What to produce: Each record must appear in your answer exactly as it does below.
=======
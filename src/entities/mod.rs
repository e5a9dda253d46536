//! Entity module - The in-memory data model of the medicine tracker.
//! A `Medicine` owns its `Dose` and `WeeklySchedule`; `Today` holds the
//! per-day checklist that refers to medicines by name.

pub mod dose;
pub mod medicine;
pub mod schedule;
pub mod today;

pub use dose::Dose;
pub use medicine::Medicine;
pub use schedule::{DAY_LABELS, DAYS_IN_WEEK, WeeklySchedule, day_index_of, day_index_of_weekday};
pub use today::Today;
=======
Reply:
filename src/entities/mod.rs
repository e5a9dda253d46536
//! Entity module - The in-memory data model of the medicine tracker.
//! A `Medicine` owns its `Dose` and `WeeklySchedule`; `Today` holds the
//! per-day checklist that refers to medicines by name.

pub mod dose;
pub mod medicine;
pub mod schedule;
pub mod today;

pub use dose::Dose;
pub use medicine::Medicine;
pub use schedule::{DAY_LABELS, DAYS_IN_WEEK, WeeklySchedule, day_index_of, day_index_of_weekday};
pub use today::Today;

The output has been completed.